FasL and Fas are significantly higher in acute rejection after liver transplantation and other inflammatory conditions [19]. Cursio et al. [20] reported that the proapoptotic molecule FasL is involved in the induction of liver apoptosis after normothermic liver I/R injury. In their study, FasL mRNA and protein expression were increased in ischemic liver, whereas Fas mRNA levels remained unchanged. In contrast, Saxton et al. [21] showed that the upregulation of Fas gene expression occurred during liver reperfusion and resulted in liver apoptosis. In our study, after blood reperfusion, Fas gene mRNA level and Fas protein expression in blank and siRNA control groups continued to increase and peaked at 6 h, indicating Fas was upregulated by I/R injury and lead to apoptotic cells augmentation. The results were also in agreement with other findings on organ I/R injury including heart, brain, and kidney [9, 22, 23].
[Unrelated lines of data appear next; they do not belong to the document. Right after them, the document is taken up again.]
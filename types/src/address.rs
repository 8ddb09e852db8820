//! Account address type.

use crate::error::TypesError;
use serde::{Deserialize, Serialize};
use std::fmt;
use std::str::FromStr;

/// An account identity on the ledger.
///
/// Twenty opaque bytes supplied by the caller. The ledger never interprets
/// them beyond equality and ordering; an address exists as soon as it is
/// used as a key.
#[derive(Clone, Copy, PartialEq, Eq, PartialOrd, Ord, Hash, Serialize, Deserialize)]
pub struct Address([u8; 20]);

impl Address {
    /// Number of raw bytes in an address.
    pub const LEN: usize = 20;

    /// The all-zero address.
    pub const ZERO: Self = Self([0u8; 20]);

    pub fn new(bytes: [u8; 20]) -> Self {
        Self(bytes)
    }

    /// An address with every byte set to `byte`. Handy for fixtures.
    pub fn repeat_byte(byte: u8) -> Self {
        Self([byte; 20])
    }

    pub fn as_bytes(&self) -> &[u8; 20] {
        &self.0
    }

    pub fn is_zero(&self) -> bool {
        self.0 == [0u8; 20]
    }
}

impl fmt::Display for Address {
    fn fmt(&self, f: &mut fmt::Formatter<'_>) -> fmt::Result {
        write!(f, "0x{}", hex::encode(self.0))
    }
}

impl fmt::Debug for Address {
    fn fmt(&self, f: &mut fmt::Formatter<'_>) -> fmt::Result {
        write!(f, "Address({self})")
    }
}

impl FromStr for Address {
    type Err = TypesError;

    /// Parse `0x`-prefixed (or bare) hex, case insensitive.
    fn from_str(s: &str) -> Result<Self, Self::Err> {
        let trimmed = s.trim();
        let digits = trimmed
            .strip_prefix("0x")
            .or_else(|| trimmed.strip_prefix("0X"))
            .unwrap_or(trimmed);
        if digits.len() != Self::LEN * 2 {
            return Err(TypesError::InvalidAddress(format!(
                "expected {} hex characters, got {}",
                Self::LEN * 2,
                digits.len()
            )));
        }
        let mut bytes = [0u8; 20];
        hex::decode_to_slice(digits, &mut bytes)
            .map_err(|e| TypesError::InvalidAddress(format!("{s}: {e}")))?;
        Ok(Self(bytes))
    }
}

impl From<[u8; 20]> for Address {
    fn from(bytes: [u8; 20]) -> Self {
        Self::new(bytes)
    }
}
Death ligand FasL binding to its relevant receptor, Fas, results in recruitment of Fas-associated death domain, which recruits caspase-8. Activated caspase-8 can directly activate downstream caspases or lead to the release of cytochrome c from mitochondria by cleaving Bid, the Bcl2-interacting protein [24, 25]. Thus, the Fas receptor can activate both extrinsic and intrinsic apoptotic pathways [26]. In the Fas siRNA group, the upregulation of Fas mRNA and Fas protein was inhibited by RNAi. Fas expression was much lower than that in blank and siRNA control group. As a result, the number of apoptotic cells was substantially reduced. We can conclude that siRNA targeting Fas protects I/R injury by the knockdown of Fas mRNA. Nevertheless, apoptosis during synergetic liver transplantation is not completely knocked out by Fas siRNA because a small part of the hepatocytes does not uptake hydrodynamic injected siRNA, and there is another apoptotic pathway involving the release of cytochrome c from the mitochondria, which cannot be completely affected by Fas.

Conclusion

In this experiment, we silenced Fas gene expression using siRNA, suppressed the Fas gene expression and protein level of BRL cells in vitro. Furthermore, we successfully transfected siRNA in vivo with hydrodynamic method and alleviated I/R injury in rat liver transplantation by inhibiting the cellular apoptosis. These results should be useful in future studies and suggest the clinical potential of gene therapy for I/R injury by siRNA-mediated gene silence of Fas. More appropriate delivery strategies should be developed to facilitate the application of siRNA in human.